▶ **Dataset records**
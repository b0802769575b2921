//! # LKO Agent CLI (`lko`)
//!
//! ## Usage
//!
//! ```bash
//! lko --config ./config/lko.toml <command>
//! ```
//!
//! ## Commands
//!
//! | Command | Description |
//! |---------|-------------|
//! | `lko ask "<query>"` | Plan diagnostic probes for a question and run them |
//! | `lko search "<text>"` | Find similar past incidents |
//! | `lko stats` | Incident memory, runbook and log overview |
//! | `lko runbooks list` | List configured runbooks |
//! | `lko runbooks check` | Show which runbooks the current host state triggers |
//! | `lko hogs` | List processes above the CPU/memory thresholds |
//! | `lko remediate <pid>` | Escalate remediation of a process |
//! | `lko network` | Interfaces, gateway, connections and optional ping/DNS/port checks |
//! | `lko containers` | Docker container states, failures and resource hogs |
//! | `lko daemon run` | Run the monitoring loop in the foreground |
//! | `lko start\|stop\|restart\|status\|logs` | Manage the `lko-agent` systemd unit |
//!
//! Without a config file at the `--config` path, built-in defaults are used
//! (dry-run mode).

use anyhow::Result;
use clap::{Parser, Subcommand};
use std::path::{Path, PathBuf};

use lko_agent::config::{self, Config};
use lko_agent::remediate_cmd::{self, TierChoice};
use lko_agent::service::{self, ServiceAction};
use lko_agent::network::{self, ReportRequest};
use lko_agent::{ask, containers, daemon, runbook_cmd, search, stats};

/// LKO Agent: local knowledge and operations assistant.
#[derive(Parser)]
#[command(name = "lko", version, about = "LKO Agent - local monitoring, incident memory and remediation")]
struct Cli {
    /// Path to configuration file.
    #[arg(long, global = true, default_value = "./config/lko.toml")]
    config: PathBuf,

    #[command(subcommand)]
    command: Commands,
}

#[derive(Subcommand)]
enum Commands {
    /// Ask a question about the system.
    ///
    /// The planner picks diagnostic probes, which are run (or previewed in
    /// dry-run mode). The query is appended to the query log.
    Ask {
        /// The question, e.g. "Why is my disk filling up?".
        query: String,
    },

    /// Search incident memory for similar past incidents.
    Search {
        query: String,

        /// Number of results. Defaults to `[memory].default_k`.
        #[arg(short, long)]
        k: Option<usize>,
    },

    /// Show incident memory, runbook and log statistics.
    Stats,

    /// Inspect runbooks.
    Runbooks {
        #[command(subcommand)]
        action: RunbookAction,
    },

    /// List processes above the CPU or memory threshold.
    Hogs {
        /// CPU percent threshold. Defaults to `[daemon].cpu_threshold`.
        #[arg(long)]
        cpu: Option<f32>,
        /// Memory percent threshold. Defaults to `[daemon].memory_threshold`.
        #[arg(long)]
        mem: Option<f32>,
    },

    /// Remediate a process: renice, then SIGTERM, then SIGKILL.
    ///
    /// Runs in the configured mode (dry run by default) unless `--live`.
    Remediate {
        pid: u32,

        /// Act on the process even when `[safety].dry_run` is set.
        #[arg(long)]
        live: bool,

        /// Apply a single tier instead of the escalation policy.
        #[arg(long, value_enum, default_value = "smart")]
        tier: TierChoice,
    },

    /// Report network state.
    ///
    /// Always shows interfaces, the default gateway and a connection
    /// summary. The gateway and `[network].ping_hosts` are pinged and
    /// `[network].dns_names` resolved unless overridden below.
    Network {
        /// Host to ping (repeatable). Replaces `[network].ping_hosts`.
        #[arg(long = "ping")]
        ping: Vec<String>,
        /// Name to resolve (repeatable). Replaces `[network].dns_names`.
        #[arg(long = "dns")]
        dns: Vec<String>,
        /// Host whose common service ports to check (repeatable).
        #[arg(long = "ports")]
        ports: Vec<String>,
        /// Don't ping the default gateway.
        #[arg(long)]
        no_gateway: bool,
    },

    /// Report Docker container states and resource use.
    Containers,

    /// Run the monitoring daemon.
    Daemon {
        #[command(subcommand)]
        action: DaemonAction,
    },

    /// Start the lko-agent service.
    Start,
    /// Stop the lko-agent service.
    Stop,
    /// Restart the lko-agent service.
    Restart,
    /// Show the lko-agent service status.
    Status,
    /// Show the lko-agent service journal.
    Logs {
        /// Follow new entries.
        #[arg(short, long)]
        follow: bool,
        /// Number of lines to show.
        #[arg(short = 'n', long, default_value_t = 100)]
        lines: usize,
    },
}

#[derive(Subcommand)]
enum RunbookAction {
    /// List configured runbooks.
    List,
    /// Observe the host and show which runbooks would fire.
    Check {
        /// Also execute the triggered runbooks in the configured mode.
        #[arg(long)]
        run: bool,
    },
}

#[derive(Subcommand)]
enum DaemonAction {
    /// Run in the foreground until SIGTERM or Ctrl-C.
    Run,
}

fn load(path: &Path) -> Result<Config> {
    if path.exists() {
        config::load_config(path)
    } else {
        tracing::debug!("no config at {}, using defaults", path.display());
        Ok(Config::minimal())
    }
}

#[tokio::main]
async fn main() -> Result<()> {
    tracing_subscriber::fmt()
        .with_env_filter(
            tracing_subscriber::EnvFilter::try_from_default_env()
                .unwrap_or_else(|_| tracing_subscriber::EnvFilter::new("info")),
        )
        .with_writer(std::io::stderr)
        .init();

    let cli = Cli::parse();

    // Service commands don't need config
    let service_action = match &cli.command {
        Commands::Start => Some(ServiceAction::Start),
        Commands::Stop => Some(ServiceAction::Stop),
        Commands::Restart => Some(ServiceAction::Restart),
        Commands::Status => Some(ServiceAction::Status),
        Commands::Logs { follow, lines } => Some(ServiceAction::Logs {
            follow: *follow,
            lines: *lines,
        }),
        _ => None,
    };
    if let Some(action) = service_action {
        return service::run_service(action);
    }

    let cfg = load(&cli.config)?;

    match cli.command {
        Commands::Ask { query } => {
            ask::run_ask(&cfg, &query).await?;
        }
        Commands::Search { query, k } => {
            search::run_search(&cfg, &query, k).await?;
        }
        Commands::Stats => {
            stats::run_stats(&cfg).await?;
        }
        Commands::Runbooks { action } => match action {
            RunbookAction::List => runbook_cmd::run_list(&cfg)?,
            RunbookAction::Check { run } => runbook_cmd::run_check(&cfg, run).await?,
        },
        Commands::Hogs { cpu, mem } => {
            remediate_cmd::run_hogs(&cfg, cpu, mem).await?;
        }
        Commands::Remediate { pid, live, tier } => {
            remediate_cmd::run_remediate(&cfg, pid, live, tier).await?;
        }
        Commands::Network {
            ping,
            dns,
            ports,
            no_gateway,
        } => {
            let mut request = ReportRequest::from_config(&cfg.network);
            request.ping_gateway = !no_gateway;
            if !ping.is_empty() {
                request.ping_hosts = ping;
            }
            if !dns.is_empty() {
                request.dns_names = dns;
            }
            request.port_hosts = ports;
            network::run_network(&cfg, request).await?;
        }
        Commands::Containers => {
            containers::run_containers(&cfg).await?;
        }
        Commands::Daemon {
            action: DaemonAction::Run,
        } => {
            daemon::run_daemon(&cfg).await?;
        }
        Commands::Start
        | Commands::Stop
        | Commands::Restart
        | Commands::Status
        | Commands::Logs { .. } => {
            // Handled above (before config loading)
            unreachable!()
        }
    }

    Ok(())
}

▶ **Work to be completed**
Taking every line of the records above into account, tally those that contain "ports" and give only the total.

▶ **Written response**
5